Name of Organization

The Colorado Oracle Applications Users Group, also known as the Colorado OAUG and COAUG, is a not-for-profit organization.

Article II

Purpose & Objectives

Our purpose is to inform, collaborate, and educate our members on current and future Oracle Applications, while offering a forum for peers to share their experience and knowledge in the enterprise applications and internet technology realm.  Conferences will be conducted in regional meetings as scheduled and published on the Colorado OAUG website, in addition to OAUG Conference Point & Oracle Appsworld meetings, per year, to allow for a robust offering of programming to meet the requirements of our diverse membership.

Article III


The Colorado OAUG membership shall be made up of those individuals who have fulfilled the basic membership requirements of attending a Colorado OAUG meeting and are on the group's active mailing list. This GEO representing more than 500 members in Colorado, Wyoming, and Montana, is a volunteer group having no membership dues or paid officers. Members may include licensed users of Oracle Applications, prospective users evaluating Oracle Applications, consultants and vendors of products complementing Oracle Applications, and anyone wanting to know more about Oracle applications. All Meeting Attendees on the active Colorado OAUG mailing list may participate as voting members.

Membership is open to nearly anyone with an interest in Oracle Applications as detailed above, with the only exception being anyone whose occupation is that of a recruiter, headhunter, employment specialist, etc. These individuals shall not be permitted to participate on the Colorado OAUG Board of Directors, nor participate as a general attending member of the organization.

Geographic membership boundaries shall include Colorado, Wyoming, and Montana. While states and cities outside of Colorado may have their own affiliated geographical user groups, individuals who are outside of Colorado are welcome to attend and become registered members of the geographically-based Colorado OAUG organization.

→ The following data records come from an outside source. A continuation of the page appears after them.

//! Client capability for driving remote report runs.

use thiserror::Error;

use reportrun_core::{ReportParams, ReportRunId};

use crate::run::{ReportResult, ReportRun, StatusRequest, StatusResponse};

/// Failure of one remote call.
#[derive(Debug, Clone, Error, PartialEq)]
pub enum ClientError {
    /// Throttled by the service; eligible for backoff.
    #[error("rate limited: {0}")]
    RateLimited(String),

    /// Network-level fault (connect, reset, timeout); eligible for backoff.
    #[error("transport failure: {0}")]
    Transport(String),

    /// The service rejected the request outright (bad parameters, denied).
    #[error("request rejected: {0}")]
    Rejected(String),

    /// The service does not know the given run.
    #[error("unknown report run: {0}")]
    UnknownRun(ReportRunId),

    /// A response could not be decoded or matched to its run.
    #[error("malformed response: {0}")]
    MalformedResponse(String),
}

impl ClientError {
    /// Whether a call failing this way may succeed on retry.
    pub fn is_transient(&self) -> bool {
        matches!(
            self,
            ClientError::RateLimited(_) | ClientError::Transport(_)
        )
    }
}

/// Operations the remote report service exposes to a job.
///
/// One implementation is shared by many jobs at once; each job owns only its
/// own parameters and snapshot, never the connection. Calls block until the
/// service answers.
pub trait ReportClient: Send + Sync {
    /// Kick off an asynchronous report computation.
    fn start_report(&self, params: &ReportParams) -> Result<ReportRun, ClientError>;

    /// Re-fetch the current snapshot of a run.
    fn refresh_status(&self, run_id: &ReportRunId) -> Result<ReportRun, ClientError>;

    /// Retrieve the output of a finished run.
    fn fetch_result(&self, run_id: &ReportRunId) -> Result<ReportResult, ClientError>;

    /// Build a deferred status-check request for one run, to be merged into
    /// a caller-driven batch call.
    fn build_status_request(&self, run_id: &ReportRunId) -> StatusRequest {
        StatusRequest {
            run_id: run_id.clone(),
        }
    }

    /// Fold one element of a batch response into a prior snapshot.
    ///
    /// Pure merge: fields absent from the response are retained from the
    /// prior snapshot. Fails if the response belongs to a different run.
    fn parse_status_response(
        &self,
        prior: &ReportRun,
        response: &StatusResponse,
    ) -> Result<ReportRun, ClientError> {
        if response.run_id != prior.id {
            return Err(ClientError::MalformedResponse(format!(
                "response for run {} applied to run {}",
                response.run_id, prior.id
            )));
        }
        Ok(prior.merged(&response.patch))
    }
}
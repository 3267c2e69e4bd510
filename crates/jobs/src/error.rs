//! Job error taxonomy.

use thiserror::Error;

use reportrun_client::ClientError;

/// Failure of one `AsyncJob` operation.
///
/// A remote-reported `Failed`/`Skipped` run is not an error here: polling
/// returns normally and `AsyncJob::failed` reports the outcome as data.
#[derive(Debug, Clone, Error, PartialEq)]
pub enum JobError {
    /// A lifecycle precondition was violated by the caller. Never retried.
    #[error("invalid usage: {0}")]
    InvalidUsage(String),

    /// A remote call failed. Transient failures surface here only after the
    /// retry policy is exhausted; the job's logical state is unchanged.
    #[error(transparent)]
    Client(#[from] ClientError),
}

impl JobError {
    pub fn invalid_usage(msg: impl Into<String>) -> Self {
        Self::InvalidUsage(msg.into())
    }
}
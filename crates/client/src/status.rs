//! Run statuses reported by the remote service.

use serde::{Deserialize, Serialize};

/// Lifecycle status of an asynchronous report run.
///
/// Wire strings use the service's verbose form (`"Job Completed"` etc.).
/// `Completed` is the single success terminal; `Failed` and `Skipped` are
/// failure terminals; everything else means the run is still in flight.
#[derive(Debug, Clone, Copy, PartialEq, Eq, Hash, Serialize, Deserialize)]
pub enum ReportStatus {
    #[serde(rename = "Job Not Started")]
    NotStarted,
    #[serde(rename = "Job Started")]
    Started,
    #[serde(rename = "Job Running")]
    Running,
    #[serde(rename = "Job Completed")]
    Completed,
    #[serde(rename = "Job Failed")]
    Failed,
    #[serde(rename = "Job Skipped")]
    Skipped,
}

impl ReportStatus {
    /// No further progress will be reported after a terminal status.
    pub fn is_terminal(&self) -> bool {
        matches!(
            self,
            ReportStatus::Completed | ReportStatus::Failed | ReportStatus::Skipped
        )
    }

    /// Failure terminals: the run stopped without producing a result.
    pub fn is_failure(&self) -> bool {
        matches!(self, ReportStatus::Failed | ReportStatus::Skipped)
    }

    pub fn as_str(&self) -> &'static str {
        match self {
            ReportStatus::NotStarted => "Job Not Started",
            ReportStatus::Started => "Job Started",
            ReportStatus::Running => "Job Running",
            ReportStatus::Completed => "Job Completed",
            ReportStatus::Failed => "Job Failed",
            ReportStatus::Skipped => "Job Skipped",
        }
    }
}

impl core::fmt::Display for ReportStatus {
    fn fmt(&self, f: &mut core::fmt::Formatter<'_>) -> core::fmt::Result {
        f.write_str(self.as_str())
    }
}

#[cfg(test)]
mod tests {
    use super::*;

    const ALL: [ReportStatus; 6] = [
        ReportStatus::NotStarted,
        ReportStatus::Started,
        ReportStatus::Running,
        ReportStatus::Completed,
        ReportStatus::Failed,
        ReportStatus::Skipped,
    ];

    #[test]
    fn terminal_and_failure_classification() {
        for status in ALL {
            match status {
                ReportStatus::Completed => {
                    assert!(status.is_terminal());
                    assert!(!status.is_failure());
                }
                ReportStatus::Failed | ReportStatus::Skipped => {
                    assert!(status.is_terminal());
                    assert!(status.is_failure());
                }
                _ => {
                    assert!(!status.is_terminal());
                    assert!(!status.is_failure());
                }
            }
        }
    }

    #[test]
    fn wire_strings_round_trip() {
        for status in ALL {
            let json = serde_json::to_string(&status).unwrap();
            assert_eq!(json, format!("\"{}\"", status.as_str()));
            let back: ReportStatus = serde_json::from_str(&json).unwrap();
            assert_eq!(back, status);
        }
    }
}
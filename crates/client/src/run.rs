//! Run snapshots and deferred status-poll wire types.

use serde::{Deserialize, Serialize};
use serde_json::Value;

use reportrun_core::ReportRunId;

use crate::status::ReportStatus;

/// Immutable snapshot of a remote report run.
///
/// A job replaces its snapshot wholesale on every status update; nothing
/// mutates one in place.
#[derive(Debug, Clone, PartialEq, Serialize, Deserialize)]
pub struct ReportRun {
    pub id: ReportRunId,
    pub status: ReportStatus,
    /// Server-reported progress, 0..=100.
    pub percent_complete: u8,
}

impl ReportRun {
    /// Snapshot of a freshly created run.
    pub fn started(id: ReportRunId) -> Self {
        Self {
            id,
            status: ReportStatus::Started,
            percent_complete: 0,
        }
    }

    /// Apply a partial status response on top of this snapshot.
    ///
    /// Fields the service omitted are retained from the prior snapshot; the
    /// result is a new snapshot, the prior one is untouched.
    pub fn merged(&self, patch: &RunPatch) -> ReportRun {
        ReportRun {
            id: self.id.clone(),
            status: patch.status.unwrap_or(self.status),
            percent_complete: patch.percent_complete.unwrap_or(self.percent_complete),
        }
    }
}

/// Partial fields of a status response; `None` means "not reported".
#[derive(Debug, Clone, Copy, Default, PartialEq, Serialize, Deserialize)]
pub struct RunPatch {
    #[serde(default, skip_serializing_if = "Option::is_none")]
    pub status: Option<ReportStatus>,
    #[serde(default, skip_serializing_if = "Option::is_none")]
    pub percent_complete: Option<u8>,
}

impl RunPatch {
    pub fn status(status: ReportStatus) -> Self {
        Self {
            status: Some(status),
            percent_complete: None,
        }
    }

    pub fn with_percent(mut self, percent: u8) -> Self {
        self.percent_complete = Some(percent);
        self
    }
}

/// Deferred status-check request for one run.
///
/// Built per job and merged by the caller into a single multi-run batch call
/// instead of one refresh round trip per job.
#[derive(Debug, Clone, PartialEq, Eq, Serialize, Deserialize)]
pub struct StatusRequest {
    pub run_id: ReportRunId,
}

/// One element of a batch status response.
#[derive(Debug, Clone, PartialEq, Serialize, Deserialize)]
pub struct StatusResponse {
    pub run_id: ReportRunId,
    #[serde(flatten)]
    pub patch: RunPatch,
}

/// Raw output of a completed run.
///
/// Rows are kept opaque; decoding them is the caller's concern.
#[derive(Debug, Clone, Default, PartialEq, Serialize, Deserialize)]
pub struct ReportResult {
    pub rows: Vec<Value>,
}

#[cfg(test)]
mod tests {
    use proptest::prelude::*;

    use super::*;

    fn snapshot(status: ReportStatus, percent: u8) -> ReportRun {
        ReportRun {
            id: ReportRunId::new("run-1"),
            status,
            percent_complete: percent,
        }
    }

    #[test]
    fn merge_overrides_reported_fields() {
        let prior = snapshot(ReportStatus::Running, 40);
        let next = prior.merged(&RunPatch::status(ReportStatus::Completed).with_percent(100));

        assert_eq!(next.status, ReportStatus::Completed);
        assert_eq!(next.percent_complete, 100);
        // prior snapshot untouched
        assert_eq!(prior.status, ReportStatus::Running);
        assert_eq!(prior.percent_complete, 40);
    }

    #[test]
    fn merge_retains_omitted_fields() {
        let prior = snapshot(ReportStatus::Running, 40);

        let status_only = prior.merged(&RunPatch::status(ReportStatus::Running));
        assert_eq!(status_only.percent_complete, 40);

        let percent_only = prior.merged(&RunPatch::default().with_percent(75));
        assert_eq!(percent_only.status, ReportStatus::Running);
        assert_eq!(percent_only.percent_complete, 75);
    }

    #[test]
    fn empty_patch_is_identity() {
        let prior = snapshot(ReportStatus::Started, 5);
        assert_eq!(prior.merged(&RunPatch::default()), prior);
    }

    #[test]
    fn status_response_flattens_patch_fields() {
        let response = StatusResponse {
            run_id: ReportRunId::new("run-9"),
            patch: RunPatch::status(ReportStatus::Completed).with_percent(100),
        };
        let json = serde_json::to_value(&response).unwrap();
        assert_eq!(json["run_id"], "run-9");
        assert_eq!(json["status"], "Job Completed");
        assert_eq!(json["percent_complete"], 100);
    }

    fn arb_status() -> impl Strategy<Value = ReportStatus> {
        prop_oneof![
            Just(ReportStatus::NotStarted),
            Just(ReportStatus::Started),
            Just(ReportStatus::Running),
            Just(ReportStatus::Completed),
            Just(ReportStatus::Failed),
            Just(ReportStatus::Skipped),
        ]
    }

    proptest! {
        /// Every merged field comes from either the patch or the prior
        /// snapshot, and the id never changes.
        #[test]
        fn merge_never_invents_fields(
            prior_status in arb_status(),
            prior_percent in 0u8..=100,
            patch_status in proptest::option::of(arb_status()),
            patch_percent in proptest::option::of(0u8..=100),
        ) {
            let prior = snapshot(prior_status, prior_percent);
            let patch = RunPatch { status: patch_status, percent_complete: patch_percent };
            let next = prior.merged(&patch);

            prop_assert_eq!(next.id, prior.id);
            prop_assert_eq!(next.status, patch_status.unwrap_or(prior_status));
            prop_assert_eq!(next.percent_complete, patch_percent.unwrap_or(prior_percent));
        }
    }
}
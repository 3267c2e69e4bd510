//! Tracing/logging initialization shared by binaries and test harnesses.

use tracing_subscriber::EnvFilter;

/// Initialize process-wide tracing.
///
/// JSON lines with timestamps, filtered via `RUST_LOG` (default `info`).
/// Safe to call multiple times; subsequent calls are no-ops.
pub fn init() {
    init_with_default_filter("info");
}

/// Like `init`, with an explicit fallback filter for when `RUST_LOG` is
/// unset (e.g. `"reportrun_jobs=debug"` while debugging a polling loop).
pub fn init_with_default_filter(default_filter: &str) {
    let filter =
        EnvFilter::try_from_default_env().unwrap_or_else(|_| EnvFilter::new(default_filter));

    let _ = tracing_subscriber::fmt()
        .with_env_filter(filter)
        .json()
        .with_timer(tracing_subscriber::fmt::time::SystemTime)
        .with_target(false)
        .try_init();
}
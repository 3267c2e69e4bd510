//! Asynchronous report-job lifecycle.
//!
//! ## Design
//!
//! - One `AsyncJob` wraps one remote report run plus its retry policy
//! - Closed status lifecycle with exhaustive transitions
//! - Exponential backoff applied to transient remote failures only
//! - Batched status sweeps via deferred request/response adapters
//! - Restart-on-failure, reusing the job's stored parameters
//!
//! ## Components
//!
//! - `AsyncJob`: the state machine around one remote run
//! - `RetryPolicy` / `with_retries`: backoff schedule and the wrapper applied
//!   at each remote call site
//! - `JobError`: usage violations vs remote-call failures

pub mod async_job;
pub mod error;
pub mod retry;

pub use async_job::AsyncJob;
pub use error::JobError;
pub use retry::{with_retries, BackoffStrategy, RetryPolicy};
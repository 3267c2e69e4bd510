//! Retry policy: bounded attempts with configurable backoff.
//!
//! Retrying is explicit composition, not an implicit decorator: each remote
//! call site wraps its own closure in `with_retries`, parameterized by the
//! schedule and by a predicate picking out the transient error class.

use std::thread;
use std::time::Duration;

use serde::{Deserialize, Serialize};
use tracing::warn;

/// How the delay between attempts grows.
#[derive(Debug, Clone, Copy, PartialEq, Eq, Serialize, Deserialize)]
#[serde(rename_all = "snake_case")]
pub enum BackoffStrategy {
    /// Same delay every time
    Fixed,
    /// Doubles per attempt: base * 2^(attempt - 1)
    Exponential,
    /// Grows by one base per attempt: base * attempt
    Linear,
}

impl Default for BackoffStrategy {
    fn default() -> Self {
        Self::Exponential
    }
}

/// Retry policy configuration.
#[derive(Debug, Clone, Serialize, Deserialize)]
pub struct RetryPolicy {
    /// Maximum total attempts; once reached the last error propagates.
    pub max_attempts: u32,
    /// First-attempt delay, the unit the strategy scales.
    pub base_delay: Duration,
    /// Ceiling no computed delay exceeds.
    pub max_delay: Duration,
    pub strategy: BackoffStrategy,
    /// Fractional spread (0.0-1.0) applied around each delay.
    pub jitter: f64,
}

impl Default for RetryPolicy {
    fn default() -> Self {
        Self {
            max_attempts: 5,
            base_delay: Duration::from_secs(5),
            max_delay: Duration::from_secs(60),
            strategy: BackoffStrategy::Exponential,
            jitter: 0.1,
        }
    }
}

impl RetryPolicy {
    /// Policy that gives up after the first attempt.
    pub fn no_retry() -> Self {
        Self {
            max_attempts: 1,
            ..Default::default()
        }
    }

    /// Policy with fixed delays.
    pub fn fixed(max_attempts: u32, delay: Duration) -> Self {
        Self {
            max_attempts,
            base_delay: delay,
            max_delay: delay,
            strategy: BackoffStrategy::Fixed,
            jitter: 0.0,
        }
    }

    /// Policy with exponential backoff.
    pub fn exponential(max_attempts: u32, base_delay: Duration, max_delay: Duration) -> Self {
        Self {
            max_attempts,
            base_delay,
            max_delay,
            strategy: BackoffStrategy::Exponential,
            jitter: 0.1,
        }
    }

    /// Delay before the attempt following attempt number `attempt`
    /// (1-indexed).
    pub fn delay_for_attempt(&self, attempt: u32) -> Duration {
        if attempt == 0 {
            return Duration::ZERO;
        }

        let base_ms = self.base_delay.as_millis() as f64;
        let max_ms = self.max_delay.as_millis() as f64;

        let delay_ms = match self.strategy {
            BackoffStrategy::Fixed => base_ms,
            BackoffStrategy::Exponential => {
                let exp = 2_f64.powi((attempt - 1) as i32);
                (base_ms * exp).min(max_ms)
            }
            BackoffStrategy::Linear => (base_ms * attempt as f64).min(max_ms),
        };

        // Attempt-seeded jitter keeps the schedule deterministic under test.
        let jitter_range = delay_ms * self.jitter;
        let jitter = if jitter_range > 0.0 {
            let pseudo_random = ((attempt as f64 * 17.0) % 100.0) / 100.0;
            jitter_range * (pseudo_random - 0.5) * 2.0
        } else {
            0.0
        };

        Duration::from_millis((delay_ms + jitter).max(0.0) as u64)
    }

    /// Whether another attempt is allowed after `attempt` attempts.
    pub fn should_retry(&self, attempt: u32) -> bool {
        attempt < self.max_attempts
    }
}

/// Run `op`, retrying failures that `is_transient` accepts.
///
/// Sleeps the policy's delay between attempts; any error the predicate
/// rejects, and the last error once attempts run out, propagate unchanged.
pub fn with_retries<T, E, F>(
    policy: &RetryPolicy,
    is_transient: impl Fn(&E) -> bool,
    mut op: F,
) -> Result<T, E>
where
    E: core::fmt::Display,
    F: FnMut() -> Result<T, E>,
{
    let mut attempt: u32 = 0;
    loop {
        attempt += 1;
        match op() {
            Ok(value) => return Ok(value),
            Err(err) if is_transient(&err) && policy.should_retry(attempt) => {
                let delay = policy.delay_for_attempt(attempt);
                warn!(
                    attempt,
                    delay_ms = delay.as_millis() as u64,
                    error = %err,
                    "transient remote failure, backing off"
                );
                thread::sleep(delay);
            }
            Err(err) => return Err(err),
        }
    }
}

Each Member will be subject to and bound by the Colorado OAUG Code of Conduct and Ethics.  Any breach of The Code of Conduct and Ethics may provide grounds for action as defined by The Code. 

Article IV

OAUG Affiliation

In order to maintain its affiliation with the OAUG in good standing, the Colorado OAUG will:

  • Provide the OAUG with properly completed Group Affiliation Forms on an annual basis, or as required.
  • Promote OAUG Membership and ongoing relationship development between group members and OAUG.
  • Conduct group meetings of the Colorado OAUG in order to provide application and related technology education and knowledge sharing (The calendar for which will be published on the Colorado OAUG website)
  • Maintain group records and meeting minutes in accordance to set bylaws.

Article V

Requirements of Colorado OAUG Board of Directors

1.  Board of Director functions of the Colorado OAUG shall be distributed among the Directors, Co-Directors and Board Members-at-large, who will volunteer and get elected from the general membership. Elections shall be conducted every two years and to ensure continuity, only 50% of the Board positions will be open for re-election as their terms expire. All the elected Board members will serve in their positions for a four-year term. Any Board member (except the Chairperson) who was not re-elected may not participate on the Board in any capacity (including member-at-large) until the next election. The chairperson, if not re-elected, may continue to serve on the Board for an additional two years in the Past Chair position (without voting rights).

2.  The authorized number of Directors of Colorado OAUG shall be not less than five (5) and not more than fifty (50). The exact number of authorized Directors within the range stated in the previous sentence shall be fixed and may from time to time be changed by a resolution adopted by the Board of Directors. On the date of initial adoption of these Bylaws and until changed in accordance with these Bylaws, the number of Directors shall be six (6).

3.  The elected members shall distribute the functions of the Colorado OAUG Board of Directors during the first Board meeting after the elections. During this meeting, any newly elected member may be nominated or self-nominate for any position on the Board.  For contested positions, the members shall select the Director(s) to fill the nominated position by secret ballot. Uncontested positions may be filled by the nominee without the need for a vote on that position (subject to Article VI.5 below).

4.  No person may hold a position on the BOD whose affiliation is not in good standing.  Any person who has been subject to disciplinary action which has resulted in their membership being terminated, is currently under suspension or has been censured by Colorado OAUG shall not be considered in good standing.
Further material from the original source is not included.